Eine verhängnisvolle Affäre
Ein Kollege vom Staatsschutz der Polizei hatte „Krokus“ dem Verfassungsschützer als Tippgeberin empfohlen. Oettinger war zunächst angetan, „gewitzt“ und „sympathisch“ sei ihm die Frau erschienen. Er übernahm sie als „Auskunftsperson“ und beförderte sie später zur „Informantin“, die im Unterschied zur „Auskunftsperson“ gezielt mit Aufträgen versehen wird. Um die Jahreswende 2010/2011 kam es indes zum Bruch: „Krokus“ lernte Gronbach kennen, ging eine Verbindung mit ihm ein – und änderte sich nach vielfältigen Aussagen völlig. „Ich habe noch nie jemanden erlebt, der eine derartige Änderung seiner Persönlichkeit erlitt“, sagt Oettinger.
Der wahre Kern der Geschichte liegt wohl tatsächlich im Salon von Nelly R.. Sie präparierte damals für eine Kundin die Hochzeitsfrisur, die als Krankenschwester in der Klinik in Neresheim (Ostalbkreis) arbeitete. Dorthin war der mit einem Kopfschuss verwundete Polizist Arnold verlegt worden. Darüber wurde wohl kurz gesprochen, wie Nelly R. berichtete. Dass die Friseurin mit NPD-Größen wie Alexander Neidlein, heute NPD-Landeschef, und Matthias Brodbeck befreundet und selbst NPD-Mitglied war, beflügelte offenkundig Gronbachs Fantasie.

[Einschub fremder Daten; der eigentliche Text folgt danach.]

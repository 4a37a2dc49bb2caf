//! Full pipeline: raw board → filter → slip search → sizing → report.

use std::collections::{HashMap, HashSet};
use std::sync::Arc;

use rust_decimal::Decimal;
use slipgrid::config::AppConfig;
use slipgrid::engine::report::BatchReport;
use slipgrid::engine::runner::{run_parallel, BatchJob};
use slipgrid::storage;
use slipgrid::strategy::anomaly::{AnomalyFilter, FilterConfig, HigherLineStrategy};
use slipgrid::strategy::ev::{hit_distribution, EvCalculator, PayoutTable};
use slipgrid::strategy::kelly::{BankrollOptimizer, BetConstraints, PhaseDivisorTable};
use slipgrid::strategy::portfolio::{OptimizerConfig, PortfolioOptimizer};
use slipgrid::strategy::{BatchOutcome, BatchTargets, SlipStrategy};
use slipgrid::types::{Prop, TicketType};

use crate::mock_board::{prop, MockBoard};

fn default_strategy() -> SlipStrategy {
    SlipStrategy::new(
        AnomalyFilter::new(FilterConfig::default()),
        PortfolioOptimizer::new(OptimizerConfig::default(), EvCalculator::new(PayoutTable::default())),
        BankrollOptimizer::new(PhaseDivisorTable::default(), BetConstraints::default()),
    )
}

fn ids(props: &[Prop]) -> Vec<&str> {
    props.iter().map(|p| p.id.as_str()).collect()
}

fn assert_batch_invariants(outcome: &BatchOutcome, target: usize, max_per_prop: usize, bankroll: f64) {
    let slips: Vec<_> = outcome.all_slips().collect();
    assert!(slips.len() <= target);

    let mut usage: HashMap<&str, usize> = HashMap::new();
    for slip in &slips {
        assert_eq!(slip.ticket_type, outcome.ticket_type);
        assert!((3..=6).contains(&slip.n_props()), "{slip}");
        assert!(slip.ev > 0.0, "{slip}");

        let distinct: HashSet<&str> = slip.prop_ids().into_iter().collect();
        assert_eq!(distinct.len(), slip.n_props(), "repeated leg in {slip}");
        for id in distinct {
            *usage.entry(id).or_default() += 1;
        }
    }
    assert!(usage.values().all(|&n| n <= max_per_prop), "{usage:?}");

    for slip in &outcome.staked {
        let stake = slip.stake.unwrap();
        assert!(stake >= 5.0 && stake <= bankroll * 0.10 + 1e-9, "{slip}");
    }
    for slip in &outcome.suppressed {
        assert_eq!(slip.stake, Some(0.0));
    }
}

// ---------------------------------------------------------------------------
// Component scenarios
// ---------------------------------------------------------------------------

#[test]
fn test_power_ev_three_legs() {
    let calc = EvCalculator::new(PayoutTable::new([(3, 6.0)], []));
    let props: Vec<Prop> = (0..3).map(|i| prop(&format!("P{i}"), &format!("A{i}"), 10.5, 0.6)).collect();
    let ev = calc.ev(TicketType::Power, &props);
    assert!((ev.value() - 0.296).abs() < 1e-9);
    assert!(ev.selectable().is_some());
}

#[test]
fn test_flex_ev_three_legs() {
    let calc = EvCalculator::new(PayoutTable::new([], [((3, 3), 5.0), ((2, 3), 1.0)]));
    let ev = calc.flex_ev_from_probs(&[0.6, 0.6, 0.6]);
    assert!((ev.value() - 0.512).abs() < 1e-9);
}

#[test]
fn test_out_of_range_ticket_is_invalid() {
    let calc = EvCalculator::default();
    let ev = calc.power_ev_from_probs(&[0.9, 0.9]);
    assert!(!ev.is_valid());
    assert_eq!(ev.value(), -1.0);
    assert!(ev.selectable().is_none());
}

#[test]
fn test_hit_distribution_sums_to_one() {
    for probs in [[0.1, 0.5, 0.9], [0.33, 0.66, 0.99], [0.0, 1.0, 0.5]] {
        let total: f64 = hit_distribution(&probs).iter().sum();
        assert!((total - 1.0).abs() < 1e-9);
    }
}

#[test]
fn test_kelly_stake_example() {
    let optimizer = BankrollOptimizer::default();
    assert_eq!(optimizer.size_bet(1000.0, 0.05, "follicular"), 12.5);
}

#[test]
fn test_kelly_more_aggressive_phase_stakes_more() {
    let optimizer = BankrollOptimizer::default();
    let ovulatory = optimizer.size_bet(1000.0, 0.2, "ovulatory");
    let menstrual = optimizer.size_bet(1000.0, 0.2, "menstrual");
    let unnamed = optimizer.size_bet(1000.0, 0.2, "not-a-phase");
    assert!(ovulatory >= menstrual);
    assert_eq!(unnamed, optimizer.size_bet(1000.0, 0.2, "unknown"));
}

#[test]
fn test_filter_tolerance_pairs() {
    let filter = AnomalyFilter::new(FilterConfig::default());

    let close = filter.filter(&[prop("a", "X", 20.0, 0.5), prop("b", "X", 22.0, 0.5)]);
    assert_eq!(ids(&close), vec!["a", "b"]);

    let wide = filter.filter(&[prop("a", "X", 20.0, 0.5), prop("b", "X", 26.0, 0.5)]);
    assert_eq!(ids(&wide), vec!["a"]);

    let higher = AnomalyFilter::with_strategy(FilterConfig::default(), Box::new(HigherLineStrategy));
    let wide = higher.filter(&[prop("a", "X", 20.0, 0.5), prop("b", "X", 26.0, 0.5)]);
    assert_eq!(ids(&wide), vec!["b"]);
}

#[test]
fn test_filter_keeps_floor_median() {
    let filter = AnomalyFilter::new(FilterConfig::default());
    let group: Vec<Prop> = [18.0, 10.0, 14.0, 16.0, 12.0]
        .iter()
        .enumerate()
        .map(|(i, &line)| prop(&format!("L{i}"), "X", line, 0.5))
        .collect();
    let kept = filter.filter(&group);
    assert_eq!(kept.len(), 1);
    assert_eq!(kept[0].line, 14.0);
}

// ---------------------------------------------------------------------------
// Full pipeline
// ---------------------------------------------------------------------------

#[test]
fn test_alternates_never_reach_slips() {
    let board = MockBoard::new(15).with_alternates(0).with_alternates(4).build();
    let strategy = default_strategy();

    let (filtered, stats) = strategy.prepare_board(&board);
    assert_eq!(stats.input, 19);
    assert_eq!(stats.output, 15);
    assert_eq!(stats.demons_filtered, 2);
    assert_eq!(stats.goblins_filtered, 2);
    assert!(filtered.iter().all(|p| !p.id.contains('-')));

    let outcomes = strategy.run(&board, BatchTargets::default(), 1000.0);
    for outcome in &outcomes {
        assert!(outcome.all_slips().all(|s| s.props.iter().all(|p| !p.id.contains('-'))));
    }
}

#[test]
fn test_pipeline_invariants() {
    let board = MockBoard::new(18).with_second_line(2, 10.0).with_second_line(5, 30.0).build();
    let strategy = default_strategy();
    let targets = BatchTargets { power: 6, flex: 6 };

    let outcomes = strategy.run(&board, targets, 1000.0);
    assert_eq!(outcomes.len(), 2);
    for outcome in &outcomes {
        assert_batch_invariants(outcome, targets.for_ticket(outcome.ticket_type), 3, 1000.0);
    }
    assert!(!outcomes[0].staked.is_empty());

    let slip_ids: HashSet<&str> = outcomes
        .iter()
        .flat_map(|o| o.all_slips())
        .map(|s| s.slip_id.as_str())
        .collect();
    assert_eq!(slip_ids.len(), outcomes.iter().map(|o| o.all_slips().count()).sum::<usize>());

    for slip in outcomes.iter().flat_map(|o| o.all_slips()) {
        let parts: Vec<&str> = slip.slip_id.split('_').collect();
        assert_eq!(parts.len(), 4, "{}", slip.slip_id);
        assert_eq!(parts[0], slip.ticket_type.to_string());
        assert_eq!(parts[1].len(), 8);
        assert_eq!(parts[2].len(), 6);
        assert_eq!(parts[3].len(), 3);
    }
}

#[test]
fn test_tight_cap_from_config() {
    let cfg = AppConfig::from_toml_str(
        r#"
        [optimizer]
        power_target = 10
        flex_target = 10
        beam_width = 20
        max_per_prop = 1
        "#,
    )
    .unwrap();
    let strategy = SlipStrategy::new(
        cfg.anomaly_filter(),
        PortfolioOptimizer::new(cfg.optimizer_config(), EvCalculator::default()),
        BankrollOptimizer::new(PhaseDivisorTable::default(), cfg.bet_constraints()),
    );

    let outcomes = strategy.run(&MockBoard::new(12).build(), cfg.targets(), cfg.bankroll.bankroll);
    for outcome in &outcomes {
        assert_batch_invariants(outcome, 10, 1, cfg.bankroll.bankroll);
        // 12 props used at most once each, at least 3 legs per slip
        assert!(outcome.all_slips().count() <= 4);
    }
}

#[test]
fn test_no_positive_ev_board() {
    let board: Vec<Prop> = (0..10).map(|i| prop(&format!("P{i}"), &format!("A{i}"), 9.5, 0.15)).collect();
    let outcomes = default_strategy().run(&board, BatchTargets::default(), 1000.0);
    assert!(outcomes.iter().all(|o| o.all_slips().count() == 0));
}

#[test]
fn test_board_too_small() {
    let board = MockBoard::new(2).build();
    let outcomes = default_strategy().run(&board, BatchTargets::default(), 1000.0);
    assert!(outcomes.iter().all(|o| o.all_slips().count() == 0));
}

#[tokio::test]
async fn test_parallel_run_report_and_output() {
    let strategy = Arc::new(default_strategy());
    let raw = MockBoard::new(16).with_alternates(1).build();
    let (board, stats) = strategy.prepare_board(&raw);

    let jobs = BatchJob::for_targets(BatchTargets { power: 4, flex: 4 }, 1000.0);
    let outcomes = run_parallel(Arc::clone(&strategy), Arc::new(board), jobs).await.unwrap();
    assert_eq!(outcomes[0].ticket_type, TicketType::Power);
    assert_eq!(outcomes[1].ticket_type, TicketType::Flex);

    let report = BatchReport::build(&stats, &outcomes, 1000.0);
    assert_eq!(report.props_in, 18);
    assert_eq!(report.props_after_filter, 16);
    for (summary, outcome) in report.tickets.iter().zip(&outcomes) {
        assert_eq!(summary.staked, outcome.staked.len());
        assert_eq!(summary.suppressed, outcome.suppressed.len());
    }
    assert!(report.total_stake() > Decimal::ZERO);
    assert!(report.exposure() <= Decimal::ONE);

    let path = std::env::temp_dir().join(format!("slipgrid_it_{}.json", uuid::Uuid::new_v4()));
    let staked = outcomes.iter().flat_map(|o| o.staked.iter());
    let written = storage::save_slips(staked, &PayoutTable::default(), &path).unwrap();
    assert_eq!(written, outcomes.iter().map(|o| o.staked.len()).sum::<usize>());

    let json: serde_json::Value = serde_json::from_str(&std::fs::read_to_string(&path).unwrap()).unwrap();
    assert_eq!(json.as_array().unwrap().len(), written);
    for record in json.as_array().unwrap() {
        assert!(record["decimal_odds"].as_f64().unwrap() > 0.0);
        assert!(record["created_at"].is_string());
    }
    std::fs::remove_file(&path).unwrap();
}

Nelly R. zeigte im Untersuchungsausschuss eine bemerkenswerte Mischung aus Weinerlichkeit und Aggressivität. Sie fühle sich bedroht, sagte sie – von Gronbach und anonymen Anrufern. Zugleich warf sie dem Ausschuss vor, Vernehmungsprotokolle der Öffentlichkeit zuzuspielen: „Wer ist die linke Bazille hier?“ Am Ende aber buchen die Abgeordnete die Gronbach/,Krokus’-Spur, die beim LKA unter der Nummer 5036 geführt wird, als Irrweg ab. „Den ganzen Komplex können wir auf Null stellen“, sagt Ulrich Goll (FDP).